In January 1945, a force consisting of British Royal Marines and their Indian allies landed on the island in an attempt to take it back from the Japanese. With the Navy blocking any possible escape routes by sea, the army and the Royal Air Force drove about a thousand Japanese defenders off the Island and into the treacherous mangrove swamps.
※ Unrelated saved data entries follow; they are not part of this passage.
use time::Date;
use time::macros::format_description;

use crate::error::{Field, ValidationErrors};
use crate::schema::{FeedbackDraft, FeedbackSubmission, ReviewStatus, Severity};
use crate::taxonomy::Taxonomy;

pub const MIN_DESCRIPTION_CHARS: usize = 10;

/// Checks a draft and builds the submission that will be posted.
///
/// Every failing field is reported, not just the first one.
pub fn validate_submission(
    draft: &FeedbackDraft,
    taxonomy: &Taxonomy,
) -> Result<FeedbackSubmission, ValidationErrors> {
    let mut errors = ValidationErrors::new();

    let organization_id = draft.organization_id.trim();
    if organization_id.is_empty() {
        errors.push(Field::OrganizationId, "organization is required");
    }

    let feedback_type = draft.feedback_type.trim();
    if feedback_type.is_empty() {
        errors.push(Field::FeedbackType, "feedback type is required");
    } else if !taxonomy.contains_type(feedback_type) {
        errors.push(
            Field::FeedbackType,
            format!("unknown feedback type '{feedback_type}'"),
        );
    }

    let category = draft.category.trim();
    if category.is_empty() {
        errors.push(Field::Category, "category is required");
    } else if taxonomy.contains_type(feedback_type)
        && !taxonomy.contains_category(feedback_type, category)
    {
        errors.push(
            Field::Category,
            format!("category '{category}' does not belong to feedback type '{feedback_type}'"),
        );
    }

    let description = draft.description.trim();
    if description.is_empty() {
        errors.push(Field::Description, "description is required");
    } else if description.chars().count() < MIN_DESCRIPTION_CHARS {
        errors.push(
            Field::Description,
            format!("description must be at least {MIN_DESCRIPTION_CHARS} characters"),
        );
    }

    let severity = if draft.severity.trim().is_empty() {
        errors.push(Field::Severity, "severity is required");
        None
    } else {
        match draft.severity.parse::<Severity>() {
            Ok(severity) => Some(severity),
            Err(message) => {
                errors.push(Field::Severity, message);
                None
            }
        }
    };

    let mut evidence_urls = Vec::new();
    for url in draft.evidence_urls.iter().map(|url| url.trim()) {
        if url.is_empty() {
            continue;
        }
        if !(url.starts_with("http://") || url.starts_with("https://")) {
            errors.push(
                Field::EvidenceUrls,
                format!("'{url}' must be an http:// or https:// link"),
            );
            continue;
        }
        evidence_urls.push(url.to_string());
    }

    let incident_date = non_blank(&draft.incident_date);
    if let Some(date) = &incident_date {
        if Date::parse(date, format_description!("[year]-[month]-[day]")).is_err() {
            errors.push(Field::IncidentDate, "incident date must be YYYY-MM-DD");
        }
    }

    match severity {
        Some(severity) if errors.is_empty() => Ok(FeedbackSubmission {
            organization_id: organization_id.to_string(),
            feedback_type: feedback_type.to_string(),
            category: category.to_string(),
            description: description.to_string(),
            severity,
            target_type: non_blank(&draft.target_type),
            target_id: non_blank(&draft.target_id),
            evidence_urls,
            incident_date,
        }),
        _ => Err(errors),
    }
}

/// Trims a tracking ID typed by the user. Empty input is rejected.
pub fn normalize_tracking_id(raw: &str) -> Result<String, ValidationErrors> {
    let trimmed = raw.trim();
    if trimmed.is_empty() {
        return Err(ValidationErrors::single(
            Field::TrackingId,
            "please enter a tracking ID",
        ));
    }
    Ok(trimmed.to_string())
}

/// Parses a reviewer-entered status. Blank input is rejected; unknown
/// names pass through as [`ReviewStatus::Other`].
pub fn normalize_review_status(raw: &str) -> Result<ReviewStatus, ValidationErrors> {
    let trimmed = raw.trim();
    if trimmed.is_empty() {
        return Err(ValidationErrors::single(Field::Status, "please enter a status"));
    }
    Ok(ReviewStatus::from(trimmed.to_string()))
}

fn non_blank(value: &Option<String>) -> Option<String> {
    value
        .as_deref()
        .map(str::trim)
        .filter(|value| !value.is_empty())
        .map(str::to_string)
}
use crate::error::StorageError;
use crate::schema::TrackingRecord;
use rusqlite::{Connection, OptionalExtension, params};
use std::collections::HashMap;
use std::path::Path;
use tracing::{debug, warn};

pub const TRACKING_IDS_KEY: &str = "anonymous_feedback_tracking_ids";
pub const MAX_TRACKED_IDS: usize = 10;

/// Key/value store holding client-side state between runs.
pub trait ClientStorage {
    fn get_item(&self, key: &str) -> Result<Option<String>, StorageError>;
    fn set_item(&mut self, key: &str, value: &str) -> Result<(), StorageError>;
    fn remove_item(&mut self, key: &str) -> Result<(), StorageError>;
}

pub struct SqliteStorage {
    conn: Connection,
}

impl SqliteStorage {
    pub fn open(db_path: &Path) -> Result<Self, StorageError> {
        let conn = Connection::open(db_path)?;
        conn.pragma_update(None, "journal_mode", "WAL")?;
        conn.pragma_update(None, "synchronous", "NORMAL")?;
        init(&conn)?;
        Ok(Self { conn })
    }

    pub fn open_in_memory() -> Result<Self, StorageError> {
        let conn = Connection::open_in_memory()?;
        init(&conn)?;
        Ok(Self { conn })
    }
}

fn init(conn: &Connection) -> Result<(), StorageError> {
    conn.execute_batch(
        r#"
        CREATE TABLE IF NOT EXISTS local_storage (
          key TEXT PRIMARY KEY,
          value TEXT NOT NULL,
          updated_at TEXT NOT NULL DEFAULT (strftime('%Y-%m-%dT%H:%M:%fZ','now'))
        );
        "#,
    )?;
    Ok(())
}

impl ClientStorage for SqliteStorage {
    fn get_item(&self, key: &str) -> Result<Option<String>, StorageError> {
        let value = self
            .conn
            .query_row(
                "SELECT value FROM local_storage WHERE key = ?1",
                params![key],
                |row| row.get(0),
            )
            .optional()?;
        Ok(value)
    }

    fn set_item(&mut self, key: &str, value: &str) -> Result<(), StorageError> {
        self.conn.execute(
            r#"
            INSERT INTO local_storage (key, value)
            VALUES (?1, ?2)
            ON CONFLICT(key) DO UPDATE SET
              value=excluded.value,
              updated_at=strftime('%Y-%m-%dT%H:%M:%fZ','now')
            "#,
            params![key, value],
        )?;
        Ok(())
    }

    fn remove_item(&mut self, key: &str) -> Result<(), StorageError> {
        self.conn
            .execute("DELETE FROM local_storage WHERE key = ?1", params![key])?;
        Ok(())
    }
}

#[derive(Debug, Default)]
pub struct MemoryStorage {
    items: HashMap<String, String>,
}

impl MemoryStorage {
    pub fn new() -> Self {
        Self::default()
    }
}

impl ClientStorage for MemoryStorage {
    fn get_item(&self, key: &str) -> Result<Option<String>, StorageError> {
        Ok(self.items.get(key).cloned())
    }

    fn set_item(&mut self, key: &str, value: &str) -> Result<(), StorageError> {
        self.items.insert(key.to_string(), value.to_string());
        Ok(())
    }

    fn remove_item(&mut self, key: &str) -> Result<(), StorageError> {
        self.items.remove(key);
        Ok(())
    }
}

/// Most-recent-first list of tracking IDs issued to this client.
///
/// Holds at most [`MAX_TRACKED_IDS`] entries; the oldest is dropped first.
pub struct TrackingCache<S> {
    storage: S,
    records: Vec<TrackingRecord>,
}

impl<S: ClientStorage> TrackingCache<S> {
    pub fn load(storage: S) -> Self {
        let records = match storage.get_item(TRACKING_IDS_KEY) {
            Ok(Some(raw)) => {
                serde_json::from_str::<Vec<TrackingRecord>>(&raw).unwrap_or_else(|err| {
                    warn!("ignoring unreadable tracking ID cache: {err}");
                    Vec::new()
                })
            }
            Ok(None) => Vec::new(),
            Err(err) => {
                warn!("could not read tracking ID cache: {err}");
                Vec::new()
            }
        };
        let mut cache = Self { storage, records };
        cache.records.truncate(MAX_TRACKED_IDS);
        cache
    }

    pub fn records(&self) -> &[TrackingRecord] {
        &self.records
    }

    pub fn len(&self) -> usize {
        self.records.len()
    }

    pub fn is_empty(&self) -> bool {
        self.records.is_empty()
    }

    /// Entry by position, 1 being the most recent.
    pub fn recent(&self, position: usize) -> Option<&TrackingRecord> {
        position
            .checked_sub(1)
            .and_then(|index| self.records.get(index))
    }

    pub fn record(&mut self, record: TrackingRecord) -> Result<(), StorageError> {
        debug!(tracking_id = %record.tracking_id, "caching tracking ID");
        self.records.insert(0, record);
        self.records.truncate(MAX_TRACKED_IDS);
        self.persist()
    }

    pub fn clear(&mut self) -> Result<(), StorageError> {
        self.records.clear();
        self.storage.remove_item(TRACKING_IDS_KEY)
    }

    pub fn storage(&self) -> &S {
        &self.storage
    }

    fn persist(&mut self) -> Result<(), StorageError> {
        let raw = serde_json::to_string(&self.records)?;
        self.storage.set_item(TRACKING_IDS_KEY, &raw)
    }
}
//! HTTP transport for the anonymous feedback service.

mod http;

pub use http::HttpBackend;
Captain Eric Bush of the Royal Navy describes the hazardous condition in the mangroves in a report submitted to the Lords Commissioners of the Admiralty on the 2nd May, 1945:
Disadvantages to the Japanese lay in the indescribable horrors of the mangrove swamps. Dark during the day as well as during the night, acres of thick impenetrable forest; miles of deep black mud, mosquitoes, scorpions, flies and weird insects by the billion and—worst of all—crocodiles. No food, no drinking water to be obtained anywhere. It can hardly be possible that in their decision to quit the Island the Japanese could have been fully aware of the appalling conditions which prevailed. It proved to be beyond even their endurance to exist for more than a few days. Prisoners taken out of the mangroves during the operations were found to be semi-dehydrated and in a very low physical condition.
Of the thousand or so Japanese soldiers in occupation on the island, only about twenty were taken as prisoners. The rest were either killed in battle or drowned in the mangrove swamps and eaten by crocodiles. Some sources suggest that as many as 500 soldiers could have escaped the island.
While the crocodile attack is well documented, the actual number of deaths attributed to the reptilian attack is impossible to know and is a matter of debate. A figure that’s frequently cited is “400”, but many scientist and historians dismiss it as improbable.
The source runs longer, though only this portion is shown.